Physiological effects of wearing facemasks
Wearing facemask mechanically restricts breathing by increasing the resistance of air
movement during both inhalation and exhalation process [12], [13]. Although, intermittent
(several times a week) and repetitive (10–15 breaths for 2–4 sets) increase in respiration
resistance may be adaptive for strengthening respiratory muscles [33], [34], prolonged and
continues effect of wearing facemask is maladaptive and could be detrimental for health [11],
[12], [13]. In normal conditions at the sea level, air contains 20.93% O2 and 0.03% CO2,
providing partial pressures of 100 mmHg and 40 mmHg for these gases in the arterial blood,
respectively. These gas concentrations significantly altered when breathing occurs through
facemask.

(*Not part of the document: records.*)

// src/normalize.rs
//! Money and quantity normalization into plain integers.
//!
//! Unit detection is plain substring matching on the lowercased text, checked in
//! the order billion → million → thousand. The short forms ("bn", "m", "k") are
//! not anchored to word boundaries, so any text containing an `m` is read as
//! millions ("200 items" → 200_000_000). Downstream consumers rely on these
//! exact semantics; tests pin them.
//!
//! Any Unicode decimal digit counts as a digit ("५०० crore" → 500), matching
//! what the cleaner's `\d` keeps. Text is folded to ASCII digits before parsing.

use once_cell::sync::Lazy;
use regex::Regex;

use crate::deal::DealValue;

static RE_DECIMAL: Lazy<Regex> =
    Lazy::new(|| Regex::new(r"[0-9]+(\.[0-9]+)?").expect("decimal regex"));
static RE_INTEGER: Lazy<Regex> = Lazy::new(|| Regex::new(r"[0-9]+").expect("integer regex"));
static RE_DIGIT_CHAR: Lazy<Regex> = Lazy::new(|| Regex::new(r"^\d$").expect("digit char regex"));

const BILLION: f64 = 1_000_000_000.0;
const MILLION: f64 = 1_000_000.0;
const THOUSAND: f64 = 1_000.0;

/// Convert a raw deal value into an integer amount.
///
/// - `"€140 million"` → `140_000_000`
/// - `"$2.5bn"` → `2_500_000_000`
/// - `Amount(165e6)` → `165_000_000`
///
/// The currency never changes the magnitude, so it is not an input here.
pub fn normalize_deal_value(raw: Option<&DealValue>) -> Option<u64> {
    match raw? {
        DealValue::Amount(n) => amount_to_u64(*n),
        DealValue::Text(s) => normalize_money_text(s),
    }
}

fn amount_to_u64(n: f64) -> Option<u64> {
    // Truncation toward zero; negatives would break the non-negative invariant.
    if !n.is_finite() || n < 0.0 {
        return None;
    }
    Some(n.trunc() as u64)
}

/// Unicode decimal digit (general category `Nd`), e.g. `'7'`, `'७'`, `'٣'`.
pub(crate) fn is_decimal_digit(c: char) -> bool {
    if c.is_ascii() {
        return c.is_ascii_digit();
    }
    let mut buf = [0u8; 4];
    RE_DIGIT_CHAR.is_match(c.encode_utf8(&mut buf))
}

/// Numeric value of a decimal digit. `Nd` characters are encoded in contiguous
/// runs of ten ascending from zero, so the value is the offset into the run.
fn digit_value(c: char) -> Option<u32> {
    if c.is_ascii_digit() {
        return c.to_digit(10);
    }
    if !is_decimal_digit(c) {
        return None;
    }
    let mut start = c as u32;
    while let Some(prev) = start.checked_sub(1).and_then(char::from_u32) {
        if !is_decimal_digit(prev) {
            break;
        }
        start -= 1;
    }
    Some((c as u32 - start) % 10)
}

/// Replace every non-ASCII decimal digit with its ASCII counterpart.
fn fold_digits(s: &str) -> String {
    s.chars()
        .map(|c| match digit_value(c) {
            Some(d) if !c.is_ascii() => char::from(b'0' + d as u8),
            _ => c,
        })
        .collect()
}

fn normalize_money_text(raw: &str) -> Option<u64> {
    if raw.is_empty() {
        return None;
    }

    let text: String = fold_digits(&raw.to_lowercase())
        .chars()
        .filter(|c| !matches!(c, ',' | '€' | '$' | '£' | '₹'))
        .collect();

    let scales: [(&[&str], f64); 3] = [
        (&["billion", "bn"], BILLION),
        (&["million", "m"], MILLION),
        (&["thousand", "k"], THOUSAND),
    ];

    for (markers, scale) in scales {
        if markers.iter().any(|m| text.contains(m)) {
            if let Some(n) = first_decimal(&text) {
                return amount_to_u64(n * scale);
            }
        }
    }

    RE_INTEGER
        .find(&text)
        .and_then(|m| m.as_str().parse::<u64>().ok())
}

fn first_decimal(text: &str) -> Option<f64> {
    RE_DECIMAL
        .find(text)
        .and_then(|m| m.as_str().parse::<f64>().ok())
}

/// Convert a textual quantity into an integer: `"700+"` → 700,
/// `"about 1,000 systems"` → 1000, `"none"` → `None`.
pub fn normalize_quantity(raw: Option<&str>) -> Option<u64> {
    let raw = raw?;
    let without_commas = fold_digits(raw).replace(',', "");
    RE_INTEGER
        .find(&without_commas)
        .and_then(|m| m.as_str().parse::<u64>().ok())
}
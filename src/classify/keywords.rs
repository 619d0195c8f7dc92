//! Grouped keyword pre-filter: an article must mention a product, a deal word
//! and a defense context word.

use crate::config::KeywordFilterConfig;
use crate::ingest::types::RawArticle;

#[derive(Debug, Clone)]
pub struct KeywordEngine {
    product: Vec<String>,
    deal: Vec<String>,
    context: Vec<String>,
}

fn lowered(xs: &[String]) -> Vec<String> {
    xs.iter().map(|s| s.to_lowercase()).collect()
}

fn contains_any(text: &str, keywords: &[String]) -> bool {
    keywords.iter().any(|k| text.contains(k.as_str()))
}

impl KeywordEngine {
    pub fn new(product: &[String], deal: &[String], context: &[String]) -> Self {
        Self {
            product: lowered(product),
            deal: lowered(deal),
            context: lowered(context),
        }
    }

    pub fn from_config(cfg: &KeywordFilterConfig) -> Self {
        Self::new(&cfg.product, &cfg.deal, &cfg.context)
    }

    /// True iff every group has at least one hit. An empty group never matches.
    pub fn matches(&self, article: &RawArticle) -> bool {
        let text = format!("{} {}", article.title, article.description).to_lowercase();
        contains_any(&text, &self.product)
            && contains_any(&text, &self.deal)
            && contains_any(&text, &self.context)
    }

    pub fn filter_articles(&self, articles: Vec<RawArticle>) -> Vec<RawArticle> {
        articles.into_iter().filter(|a| self.matches(a)).collect()
    }
}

A trapped air remaining between the mouth, nose and the facemask is rebreathed
repeatedly in and out of the body, containing low O2 and high CO2 concentrations, causing
hypoxemia and hypercapnia [35], [36], [11], [12], [13]. Severe hypoxemia may also provoke
cardiopulmonary and neurological complications and is considered an important clinical sign in
cardiopulmonary medicine [37], [38], [39], [40], [41], [42]. Low oxygen content in the arterial
blood can cause myocardial ischemia, serious arrhythmias, right or left ventricular dysfunction,
dizziness, hypotension, syncope and pulmonary hypertension [43]. Chronic low-grade
hypoxemia and hypercapnia as result of using facemask can cause exacerbation of existing
cardiopulmonary, metabolic, vascular and neurological conditions [37], [38], [39], [40], [41], [42].
Table 1 summarizes the physiological, psychological effects of wearing facemask and their
potential long-term consequences for health.